NBA Commissioner Adam Silver

Special to WorldTribune.com, May 3, 2021

Corporate WATCH

Commentary by Joe Schaeffer

NBA superstar LeBron James drew a withering backlash a couple of weeks ago after he tweeted out a menacing threat against the Columbus, Ohio police officer who saved the life of a black female teen by shooting the black female teen who was about to stab her with a knife. “You’re Next,” James wrote above a picture of the officer, in reference to the guilty verdict in the trial of former Minneapolis police officer Derek Chauvin.

As should be obvious by now, James’s half-cocked attempt at social justice pandering is hardly an outlier in the world of professional sports today. And it is only going to continue to get worse.

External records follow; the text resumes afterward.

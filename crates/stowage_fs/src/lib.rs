//! # Stowage FileSystem Storage
//!
//! A local filesystem backend for Stowage.
//!
//! This crate implements the [`StorageBackend`] trait, storing uploads below each
//! category's base directory in monthly subdirectories (`images/2024/05/photo.jpg`).
//!
//! ## Features
//!
//! * **No silent overwrites**: a taken name is stored as `photo-1.jpg`, `photo-2.jpg`, ...
//! * **Static serving**: missing files are a hard 404, hits are cacheable for a year.
//! * **Theme downloads**: themes are zipped into a per-request workspace that is removed
//!   once the response is finished, whatever the outcome.
//!
//! ## Usage
//!
//! ```no_run
//! use stowage_core::prelude::*;
//! use stowage_fs::LocalFileStore;
//!
//! let config = StorageConfig::new("./content/themes")
//!     .with_url_prefix("/content")
//!     .with_category("images", "./content/images", "images");
//! let storage = LocalFileStore::new(config);
//! ```

pub mod archive;
pub mod names;
pub mod path;
pub mod serve;

pub use names::MAX_ALLOCATION_ATTEMPTS;
pub use serve::ONE_YEAR_SECS;

use axum::response::Response;
use axum::Router;
use std::io::ErrorKind;
use std::path::{Path, PathBuf};
use std::sync::Arc;
use stowage_core::prelude::*;
use tokio::fs;
use tracing::{debug, error, instrument};

#[derive(Clone, Debug)]
pub struct LocalFileStore {
    config: Arc<StorageConfig>,
}

impl LocalFileStore {
    pub fn new(config: StorageConfig) -> Self {
        Self {
            config: Arc::new(config),
        }
    }

    /// Default directory for new uploads of `category`.
    pub fn target_dir(&self, category: &str) -> Result<PathBuf, StorageError> {
        let paths = self.config.category(category, category)?;
        Ok(path::target_dir(&paths.path))
    }

    /// Streams a zip of the theme called `name`.
    pub async fn download_theme(&self, name: &str) -> Result<Response, StorageError> {
        serve::download_theme(&self.config.theme_path, &self.config.archive_root(), name).await
    }

    /// The configured category whose base directory contains `dir`.
    fn owning_category(&self, dir: &Path) -> Result<&CategoryPaths, StorageError> {
        self.config
            .categories
            .values()
            .find(|paths| path::ensure_within(&paths.path, dir).is_ok())
            .ok_or_else(|| {
                StorageError::InvalidPath(format!(
                    "{} is not inside any category",
                    dir.display()
                ))
            })
    }

    async fn store(
        &self,
        file: &UploadedFile,
        paths: &CategoryPaths,
        target_dir: Option<&Path>,
    ) -> Result<String, StorageError> {
        let target_dir = match target_dir {
            Some(dir) => {
                path::ensure_within(&paths.path, dir)?;
                dir.to_path_buf()
            }
            None => path::target_dir(&paths.path),
        };

        let desired = names::sanitize_file_name(&file.name);
        let target = names::allocate(&target_dir, &desired).await?;

        fs::create_dir_all(&target_dir).await?;
        fs::copy(&file.path, &target).await?;
        debug!(target = %target.display(), "copied upload into place");

        path::to_public_url(&self.config.url_prefix, &paths.rel_path, &paths.path, &target)
    }
}

impl StorageBackend for LocalFileStore {
    fn config(&self) -> &StorageConfig {
        &self.config
    }

    #[instrument(skip(self, file, target_dir), fields(file = %file.name))]
    async fn save(
        &self,
        file: &UploadedFile,
        category: &str,
        target_dir: Option<&Path>,
    ) -> Result<String, StorageError> {
        let paths = self.config.category(category, &file.name)?;

        self.store(file, paths, target_dir)
            .await
            .inspect_err(|e| error!("Failed to save {}: {e}", file.name))
    }

    async fn exists(&self, path: &Path) -> bool {
        names::exists(path).await
    }

    #[instrument(skip(self, target_dir))]
    async fn delete(&self, file_name: &str, target_dir: Option<&Path>) -> Result<(), StorageError> {
        let file_name = path::file_component(file_name)?;
        let target_dir = match target_dir {
            Some(dir) => {
                self.owning_category(dir)?;
                dir.to_path_buf()
            }
            None => self.target_dir(&self.config.default_category)?,
        };

        remove(&target_dir.join(file_name))
            .await
            .inspect_err(|e| error!("Failed to delete {file_name}: {e}"))
    }

    fn serve(&self, options: ServeOptions) -> Result<Router, StorageError> {
        match options {
            ServeOptions::Theme { name } => Ok(serve::theme_router(
                self.config.theme_path.clone(),
                self.config.archive_root(),
                name,
            )),
            ServeOptions::Static { category } => {
                let category = category.unwrap_or_else(|| self.config.default_category.clone());
                let paths = self.config.category(&category, &category)?;
                Ok(serve::static_router(&paths.path))
            }
        }
    }
}

/// Removes a file or a whole directory. Absent paths are not an error.
async fn remove(path: &Path) -> Result<(), StorageError> {
    let result = match fs::symlink_metadata(path).await {
        Ok(meta) if meta.is_dir() => fs::remove_dir_all(path).await,
        Ok(_) => fs::remove_file(path).await,
        Err(e) => Err(e),
    };

    match result {
        Ok(()) => Ok(()),
        Err(e) if e.kind() == ErrorKind::NotFound => {
            debug!(path = %path.display(), "nothing to delete");
            Ok(())
        }
        Err(e) => Err(StorageError::Io(e)),
    }
}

Did you know that NBA Commissioner Adam Silver sits on the Board of Trustees of the arch-globalist Rockefeller Foundation?

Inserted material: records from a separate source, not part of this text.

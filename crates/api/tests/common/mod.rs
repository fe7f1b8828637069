#![allow(dead_code)]

use std::sync::Arc;

use axum::body::Body;
use axum::http::{Method, Request, Response};
use axum::Router;
use http_body_util::BodyExt;
use scenegate_db::{MemoryStore, ThresholdStore};
use scenegate_pipeline::comparison::ComparisonService;
use scenegate_pipeline::orchestrator::DecisionOrchestrator;
use scenegate_pipeline::test_support;
use scenegate_pipeline::thresholds::ThresholdService;
use serde_json::Value;
use tokio_util::sync::CancellationToken;
use tower::ServiceExt;

use scenegate_api::config::ServerConfig;
use scenegate_api::router::build_app_router;
use scenegate_api::state::AppState;

/// Build a test `ServerConfig` with safe defaults.
pub fn test_config() -> ServerConfig {
    ServerConfig {
        host: "127.0.0.1".to_string(),
        port: 0,
        cors_origins: vec!["http://localhost:5173".to_string()],
        request_timeout_secs: 30,
        shutdown_timeout_secs: 30,
        max_body_bytes: 64 * 1024,
        database_url: None,
    }
}

/// Build the full application router over a fresh [`MemoryStore`].
///
/// Embeddings come from the pipeline's colour stub: `red`, `green`, `blue`
/// and `white` are axis vectors, anything else falls back.
/// Uses [`build_app_router`] so tests exercise the production middleware
/// stack.
pub fn build_test_app() -> (Router, Arc<MemoryStore>) {
    let store = Arc::new(MemoryStore::new());
    (build_test_app_with_thresholds(store.clone(), store.clone()), store)
}

/// Like [`build_test_app`] but with threshold configuration read from
/// `thresholds`, for exercising a failing policy store.
pub fn build_test_app_with_thresholds(
    store: Arc<MemoryStore>,
    thresholds: Arc<dyn ThresholdStore>,
) -> Router {
    let pipeline = test_support::config();
    let comparison =
        ComparisonService::new(test_support::embedder(), store.clone(), pipeline.fallback_score);
    let thresholds = ThresholdService::new(thresholds, store.clone());
    let orchestrator = DecisionOrchestrator::new(
        store.clone(),
        store.clone(),
        store.clone(),
        thresholds,
        comparison,
    );

    let config = test_config();
    let state = AppState {
        orchestrator,
        layouts: store.clone(),
        submissions: store.clone(),
        config: Arc::new(config.clone()),
        shutdown: CancellationToken::new(),
    };

    build_app_router(state, &config)
}

/// A layout with the same text in all nine cells.
pub fn uniform(text: &str) -> Value {
    let cells: serde_json::Map<String, Value> = (0..3)
        .flat_map(|r| (0..3).map(move |c| (format!("{r}_{c}"), Value::from(text))))
        .collect();
    Value::Object(cells)
}

pub async fn get(app: Router, uri: &str) -> Response<Body> {
    let request = Request::builder().uri(uri).body(Body::empty()).unwrap();
    app.oneshot(request).await.unwrap()
}

pub async fn delete(app: Router, uri: &str) -> Response<Body> {
    let request = Request::builder()
        .method(Method::DELETE)
        .uri(uri)
        .body(Body::empty())
        .unwrap();
    app.oneshot(request).await.unwrap()
}

pub async fn send_json(app: Router, method: Method, uri: &str, body: Value) -> Response<Body> {
    let request = Request::builder()
        .method(method)
        .uri(uri)
        .header("content-type", "application/json")
        .body(Body::from(body.to_string()))
        .unwrap();
    app.oneshot(request).await.unwrap()
}

pub async fn post_json(app: Router, uri: &str, body: Value) -> Response<Body> {
    send_json(app, Method::POST, uri, body).await
}

pub async fn put_json(app: Router, uri: &str, body: Value) -> Response<Body> {
    send_json(app, Method::PUT, uri, body).await
}

pub async fn body_json(response: Response<Body>) -> Value {
    let bytes = response.into_body().collect().await.unwrap().to_bytes();
    serde_json::from_slice(&bytes).unwrap()
}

Funny how this really hasn’t been reported at all. Wonder why?

Silver officially joined the Board last June.

The Rockefeller Foundation welcoming tweet says it all. The NBA commissioner and the former president of Colombia are listed together... because a U.S. pro sports commissioner today is as just as important – or even more so – than the former head of a sovereign nation.

Tellingly, Silver took the opportunity to pronounce that he was excited to be able to use sports to "transform" society (bold added throughout this column):

“I am grateful for the opportunity to serve on the Board of The Rockefeller Foundation and support its invaluable and innovative work at such a crucial time,” said Mr. Silver. “Whether it is through sports or science, global engagement is critically important, and the Foundation is uniquely positioned to solve some of the world’s toughest challenges and transform countless lives.”

Silver’s official Rockefeller bio shows that he is also a member of the Council on Foreign Relations, a fact also mentioned on his NBA.com bio.

The "synergy" – to use a corporate expression – that will now be at work here between the NBA and the Rockefeller Foundation should be seamless. The two powerhouse organizations are in perfect symmetry on issues such as racial agitation, abortion and embracing communist China.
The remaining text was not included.